TASK ITEM
Filter out all lines without the word "closes" from the data below, please, and copy the rest.

Stored data
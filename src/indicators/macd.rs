// =============================================================================
// Moving Average Convergence / Divergence (MACD)
// =============================================================================
//
//   MACD      = EMA(close, fast) - EMA(close, slow)
//   Signal    = EMA(MACD, signal)
//   Histogram = MACD - Signal
//
// Defaults are the conventional 12 / 26 / 9. The MACD line is computable from
// index `slow - 1` but, like TA-Lib, all three lines are only reported from
// `slow + signal - 2` (33 with the defaults).
// =============================================================================

use super::ema::calculate_ema;
use super::{align, Column};

/// The three MACD lines, each aligned 1:1 with the input closes.
#[derive(Debug, Clone, PartialEq)]
pub struct MacdColumns {
    pub macd: Column,
    pub signal: Column,
    pub histogram: Column,
}

/// Compute MACD, signal and histogram for `closes`.
///
/// Requires `0 < fast < slow` and `signal > 0`; anything else yields columns
/// that are entirely `None`.
pub fn calculate_macd(closes: &[f64], fast: usize, slow: usize, signal: usize) -> MacdColumns {
    let len = closes.len();
    let empty = || MacdColumns {
        macd: vec![None; len],
        signal: vec![None; len],
        histogram: vec![None; len],
    };

    if fast == 0 || signal == 0 || fast >= slow {
        return empty();
    }

    let fast_ema = calculate_ema(closes, fast);
    let slow_ema = calculate_ema(closes, slow);
    if slow_ema.is_empty() {
        return empty();
    }

    // fast_ema[0] belongs to index fast-1, slow_ema[0] to slow-1.
    let skip = slow - fast;
    let macd_line: Vec<f64> = fast_ema
        .iter()
        .skip(skip)
        .zip(slow_ema.iter())
        .map(|(f, s)| f - s)
        .collect();

    let signal_line = calculate_ema(&macd_line, signal);
    let histogram: Vec<f64> = macd_line
        .iter()
        .skip(signal - 1)
        .zip(signal_line.iter())
        .map(|(m, s)| m - s)
        .collect();

    // All three lines start together, once the signal has warmed up.
    let offset = slow + signal - 2;
    let shown: Vec<f64> = macd_line
        .iter()
        .skip(signal - 1)
        .take(signal_line.len())
        .copied()
        .collect();

    MacdColumns {
        macd: align(shown, offset, len),
        signal: align(signal_line, offset, len),
        histogram: align(histogram, offset, len),
    }
}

TASK ANSWER
/// The three MACD lines, each aligned 1:1 with the input closes.
/// Compute MACD, signal and histogram for `closes`.
pub fn calculate_macd(closes: &[f64], fast: usize, slow: usize, signal: usize) -> MacdColumns {
    let len = closes.len();
    let fast_ema = calculate_ema(closes, fast);
    let slow_ema = calculate_ema(closes, slow);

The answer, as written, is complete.